Pavel Zhebrivsky, governor of the government-controlled part of Donetsk region, said yesterday that a ceasefire had been arranged via a joint Russian-Ukrainian monitoring centre so repairs could be made to damaged power lines. The arrangement would see both sides of the conflict send crews to fix the damage, he said.

Petro Poroshenko, the president of Ukraine, said that Russia and the separatist forces it supports were "fully responsible" for the deteriorating situation and the deaths of soldiers and civilians.

"I stress that it is completely wrong to say that Russia does not support the militants - every unit has Russian military personnel who perform the orders of the Russian Federation," Mr Poroshenko said.

The Kremlin laid blame for the escalation of "aggressive" Ukrainian actions and expressed hope that the separatist forces had "enough ammunition" to respond.

"The main thing is to persuade Kiev to drop such reckless actions, which are capable of undermining the Minsk peace process," said Dmitry Peskov, a spokesman for Vladimir Putin.

Earlier, the Russian foreign ministry accused Ukraine of "breaking the Geneva Convention".

The comments followed heated exchanges at the United Nations Security Council in which Russia said Britain should "clean its conscience" by "giving back" the Falklands and Gibraltar before it passes judgment on the Kremlin's annexation of Crimea.
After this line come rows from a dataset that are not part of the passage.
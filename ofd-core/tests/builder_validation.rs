mod common;

use ofd_core::receipt::{
    Payment, PaymentType, ReceiptBuilder, ReceiptError, ReceiptField, ReceiptKind, ReceiptType,
    ReceiptVariant, RequiredReceiptFields, ValidationKind,
};

fn fields(variant: ReceiptVariant, payment: Payment) -> RequiredReceiptFields {
    RequiredReceiptFields {
        variant,
        receipt_seq: 7,
        time: common::sample_time(),
        items: common::inline_items(),
        payment,
        location: common::location(),
        extra_info: common::extra_info(),
    }
}

#[test]
fn sale_with_inline_items_totals_vat_and_pays_by_card() {
    let receipt = ReceiptBuilder::new(fields(
        ReceiptVariant::Sale,
        Payment::Policy(PaymentType::Card),
    ))
    .merchant_info(common::merchant())
    .build()
    .expect("valid sale");

    assert_eq!(receipt.total_vat(), 48000);
    assert_eq!(receipt.received_card(), 400000);
    assert_eq!(receipt.received_cash(), 0);
    assert_eq!(receipt.receipt_type(), ReceiptType::Sale);
    assert!(!receipt.is_refund());
    assert!(receipt.refund_info().is_none());
    assert!(receipt.sale_receipt_info().is_none());
    assert_eq!(receipt.merchant_info(), Some(&common::merchant()));
}

#[test]
fn mix_payment_splits_floor_half_to_cash() {
    let receipt = ReceiptBuilder::new(fields(
        ReceiptVariant::Sale,
        Payment::Policy(PaymentType::Mix),
    ))
    .build()
    .unwrap();
    assert_eq!(receipt.received_cash(), 200000);
    assert_eq!(receipt.received_card(), 200000);
    assert_eq!(receipt.received_cash() + receipt.received_card(), receipt.total_price());
}

#[test]
fn refund_copies_reference_fields_unmodified() {
    let original = common::sale_ref();
    let receipt = ReceiptBuilder::new(fields(
        ReceiptVariant::Refund {
            original: original.clone(),
        },
        Payment::Policy(PaymentType::Card),
    ))
    .build()
    .unwrap();

    assert!(receipt.is_refund());
    assert_eq!(receipt.receipt_type(), ReceiptType::Sale);
    let info = receipt.refund_info().expect("RefundInfo");
    assert_eq!(info, &original);
    assert_eq!(info.terminal_id(), "EZ000000000931");
    assert_eq!(info.receipt_seq(), "121");
    assert_eq!(info.date_time(), "20250924154010");
    assert_eq!(info.fiscal_sign(), "596201067621");
}

#[test]
fn credit_kinds_carry_sale_receipt_info() {
    let credit = ReceiptBuilder::new(fields(
        ReceiptVariant::Credit {
            sale: common::sale_ref(),
        },
        Payment::Received { cash: 0, card: 0 },
    ))
    .build()
    .unwrap();
    assert_eq!(credit.receipt_type(), ReceiptType::Credit);
    assert!(!credit.is_refund());
    assert_eq!(credit.sale_receipt_info(), Some(&common::sale_ref()));
    assert_eq!((credit.received_cash(), credit.received_card()), (0, 0));

    let refund = ReceiptBuilder::new(fields(
        ReceiptVariant::CreditRefund {
            credit: common::sale_ref(),
        },
        Payment::Received { cash: 0, card: 0 },
    ))
    .build()
    .unwrap();
    assert_eq!(refund.receipt_type(), ReceiptType::Credit);
    assert!(refund.is_refund());
    assert!(refund.refund_info().is_none());
}

#[test]
fn advance_keeps_contract_and_partial_payment() {
    let receipt = ReceiptBuilder::new(fields(
        ReceiptVariant::Advance {
            contract_id: "CONTRACT-2025-0001".into(),
        },
        Payment::Received {
            cash: 0,
            card: 250114,
        },
    ))
    .build()
    .unwrap();
    assert_eq!(receipt.receipt_type(), ReceiptType::Advance);
    assert_eq!(receipt.advance_contract_id(), Some("CONTRACT-2025-0001"));
    assert_eq!(receipt.received_card(), 250114);
}

#[test]
fn build_reports_every_issue() {
    let mut required = fields(
        ReceiptVariant::Advance {
            contract_id: "  ".into(),
        },
        Payment::Received {
            cash: -1,
            card: 500000,
        },
    );
    required.items.push(common::inline_item("", "", 1000, 2000));

    let err = ReceiptBuilder::new(required).build().expect_err("invalid");
    let ReceiptError::Validation(validation) = err else {
        panic!("expected validation error");
    };
    let found: Vec<_> = validation
        .issues
        .iter()
        .map(|issue| (issue.field, issue.kind, issue.line_item_index))
        .collect();
    assert!(found.contains(&(ReceiptField::AdvanceContractId, ValidationKind::Empty, None)));
    assert!(found.contains(&(ReceiptField::ReceivedCash, ValidationKind::OutOfRange, None)));
    assert!(found.contains(&(ReceiptField::ItemName, ValidationKind::Empty, Some(2))));
    assert!(found.contains(&(ReceiptField::ItemVat, ValidationKind::OutOfRange, Some(2))));
}

fn issue_set(err: ReceiptError) -> Vec<(ReceiptField, ValidationKind, Option<usize>)> {
    let ReceiptError::Validation(validation) = err else {
        panic!("expected validation error");
    };
    validation
        .issues
        .iter()
        .map(|issue| (issue.field, issue.kind, issue.line_item_index))
        .collect()
}

#[test]
fn received_amounts_beyond_i64_are_out_of_range() {
    let err = ReceiptBuilder::new(fields(
        ReceiptVariant::Advance {
            contract_id: "CONTRACT-2025-0001".into(),
        },
        Payment::Received {
            cash: i64::MAX,
            card: 1,
        },
    ))
    .build()
    .expect_err("overflowing payment");
    assert_eq!(
        issue_set(err),
        vec![(ReceiptField::ReceivedCard, ValidationKind::OutOfRange, None)]
    );
}

#[test]
fn totals_beyond_i64_are_out_of_range() {
    let mut required = fields(ReceiptVariant::Sale, Payment::Policy(PaymentType::Mix));
    required.items = vec![
        common::inline_item("Server", "08471012001000000", i64::MAX, i64::MAX),
        common::inline_item("Server", "08471012001000000", i64::MAX, i64::MAX),
    ];

    let found = issue_set(ReceiptBuilder::new(required).build().expect_err("overflowing totals"));
    assert!(found.contains(&(ReceiptField::TotalPrice, ValidationKind::OutOfRange, None)));
    assert!(found.contains(&(ReceiptField::TotalVat, ValidationKind::OutOfRange, None)));
}

#[test]
fn empty_items_and_blank_reference_are_rejected() {
    let mut required = fields(
        ReceiptVariant::Refund {
            original: ofd_core::receipt::ReceiptRef::new("", "121", "", "596201067621"),
        },
        Payment::Policy(PaymentType::Cash),
    );
    required.items.clear();

    let ReceiptError::Validation(validation) = ReceiptBuilder::new(required).build().unwrap_err()
    else {
        panic!("expected validation error");
    };
    let found: Vec<_> = validation.issues.iter().map(|i| i.field).collect();
    assert!(found.contains(&ReceiptField::Items));
    assert!(found.contains(&ReceiptField::ReferenceTerminalId));
    assert!(found.contains(&ReceiptField::ReferenceDateTime));
    assert!(!found.contains(&ReceiptField::ReferenceReceiptSeq));
}

#[test]
fn kind_follows_variant() {
    for (variant, kind) in [
        (ReceiptVariant::Sale, ReceiptKind::Sale),
        (
            ReceiptVariant::Credit {
                sale: common::sale_ref(),
            },
            ReceiptKind::Credit,
        ),
    ] {
        assert_eq!(variant.kind(), kind);
    }
}
//! Order documents: the item source a receipt is assembled from.
//!
//! ```json
//! {"items": [{"Name": "Klaviatura", "Price": 250000, "Amount": 2, "seller_id": "s2"}]}
//! ```
//!
//! `Amount` is a unit count and is scaled to thousandths on the way into a
//! [`LineItem`]. Each line gets its payee from an explicit `CommissionInfo`,
//! else from the configured seller named by `seller_id`, else from the
//! fallback commission block passed by the caller.
use serde::{Deserialize, Serialize};
use std::path::Path;

use super::document::{self, DocumentError};
use super::vat::STANDARD_VAT_PERCENT;
use super::{
    CommissionInfo, LineItem, LineItemFields, LineItemPartsFields, Payee, ReceiptError,
    UnknownSellerPolicy,
};
use crate::config::{DeliverySettings, Seller};

#[derive(Debug, Clone, Default, PartialEq, Serialize, Deserialize)]
pub struct OrderDocument {
    #[serde(default)]
    pub items: Vec<OrderItem>,
}

#[derive(Debug, Clone, PartialEq, Serialize, Deserialize)]
pub struct OrderItem {
    #[serde(rename = "Name")]
    pub name: String,
    #[serde(rename = "Barcode", default)]
    pub barcode: String,
    #[serde(rename = "Labels", default)]
    pub labels: Vec<String>,
    #[serde(rename = "SPIC", default)]
    pub spic: String,
    #[serde(rename = "PackageCode", default)]
    pub package_code: String,
    #[serde(rename = "Price")]
    pub price: i64,
    #[serde(rename = "GoodPrice", default)]
    pub good_price: Option<i64>,
    #[serde(rename = "Amount", default = "one")]
    pub amount: f64,
    #[serde(rename = "VAT", default)]
    pub vat: Option<i64>,
    #[serde(rename = "VATPercent", default)]
    pub vat_percent: Option<u32>,
    #[serde(rename = "Discount", default)]
    pub discount: i64,
    #[serde(rename = "Other", default)]
    pub other: i64,
    #[serde(rename = "Voucher", default)]
    pub voucher: i64,
    #[serde(default)]
    pub seller_id: Option<String>,
    #[serde(rename = "CommissionInfo", default)]
    pub commission_info: Option<CommissionInfo>,
}

fn one() -> f64 {
    1.0
}

/// Inputs for turning order lines into receipt lines.
pub struct ItemResolver<'a> {
    pub sellers: &'a [Seller],
    pub fallback: &'a CommissionInfo,
    pub unknown_seller: UnknownSellerPolicy,
}

impl OrderDocument {
    /// # Errors
    /// Returns [`DocumentError`] if the file is missing or malformed.
    pub fn load(path: impl AsRef<Path>) -> Result<Self, DocumentError> {
        document::read_json(path.as_ref())
    }

    /// Resolve every order line into a [`LineItem`].
    ///
    /// # Errors
    /// Returns [`ReceiptError::UnknownSeller`] for an unconfigured `seller_id`
    /// under [`UnknownSellerPolicy::Reject`].
    pub fn line_items(&self, resolver: &ItemResolver<'_>) -> Result<Vec<LineItem>, ReceiptError> {
        let mut lines = Vec::with_capacity(self.items.len());
        for (index, item) in self.items.iter().enumerate() {
            let seller = match item.seller_id.as_deref() {
                Some(id) => match resolver.sellers.iter().find(|s| s.id == id) {
                    Some(seller) => Some(seller),
                    None => match resolver.unknown_seller {
                        UnknownSellerPolicy::Reject => {
                            return Err(ReceiptError::UnknownSeller {
                                index,
                                seller_id: id.to_string(),
                            });
                        }
                        UnknownSellerPolicy::Skip => {
                            tracing::warn!(index, seller_id = id, name = %item.name, "dropping item with unknown seller");
                            continue;
                        }
                    },
                },
                None => None,
            };
            lines.push(item.to_line_item(seller, resolver.fallback));
        }
        Ok(lines)
    }
}

impl OrderItem {
    fn to_line_item(&self, seller: Option<&Seller>, fallback: &CommissionInfo) -> LineItem {
        let commission = match (&self.commission_info, seller) {
            (Some(explicit), _) => explicit.clone(),
            (None, Some(seller)) => CommissionInfo {
                tin: seller.tin.clone(),
                pinfl: seller.pinfl.clone(),
            },
            (None, None) => fallback.clone(),
        };
        let vat_percent = self.vat_percent.unwrap_or(match seller {
            Some(seller) if !seller.has_vat => 0,
            _ => STANDARD_VAT_PERCENT,
        });
        let good_price = self.good_price.unwrap_or(self.price);
        let payee = Payee::Commission(commission);

        match self.vat {
            Some(vat) => LineItem::from_parts(LineItemPartsFields {
                name: self.name.clone(),
                barcode: self.barcode.clone(),
                labels: self.labels.clone(),
                spic: self.spic.clone(),
                package_code: self.package_code.clone(),
                good_price,
                price: self.price,
                quantity: self.amount,
                vat,
                vat_percent,
                discount: self.discount,
                other: self.other,
                voucher: self.voucher,
                payee,
            }),
            None => LineItem::new(LineItemFields {
                name: self.name.clone(),
                barcode: self.barcode.clone(),
                labels: self.labels.clone(),
                spic: self.spic.clone(),
                package_code: self.package_code.clone(),
                good_price,
                price: self.price,
                quantity: self.amount,
                vat_percent,
                payee,
            })
            .with_adjustments(self.discount, self.other, self.voucher),
        }
    }
}

/// The delivery line appended to sale receipts.
pub fn delivery_line(settings: &DeliverySettings) -> LineItem {
    LineItem::new(LineItemFields {
        name: settings.name.clone(),
        barcode: settings.barcode.clone(),
        labels: Vec::new(),
        spic: settings.spic.clone(),
        package_code: settings.package_code.clone(),
        good_price: settings.price,
        price: settings.price,
        quantity: 1.0,
        vat_percent: settings.vat_percent,
        payee: Payee::Taxi(settings.taxi_info()),
    })
}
"I would like to advise: give back the Malvinas [Falkland] Islands, give back Gibraltar, return the Chagos archipelago in the Indian Ocean, which you turned into a huge military base.

"Then perhaps your conscience will be a little cleaner and you can hold forth on other topics," Vitaly Churkin said at the meeting on Thursday evening.

Matthew Rycroft, the British Ambassador to the UN, had said Russia's attempts to blame the Ukrainian government for the crisis were "an inversion of reality"

Nikki Haley, who was appointed US ambassador to the United Nations by Donald Trump last month, warned the violence could scupper the new administration's wish to improve ties with Russia.

In a strongly worded statement, she condemned Russia's "aggressive actions" in eastern Ukraine and said that US sanctions imposed after Russia's annexation of Crimea will remain until the peninsula is returned to Ukraine.

The war in eastern Ukraine has been locked in an uneasy deadlock since Vladimir Putin and Petro Poroshenko, the Ukrainian president, negotiated a ceasefire deal in February 2015.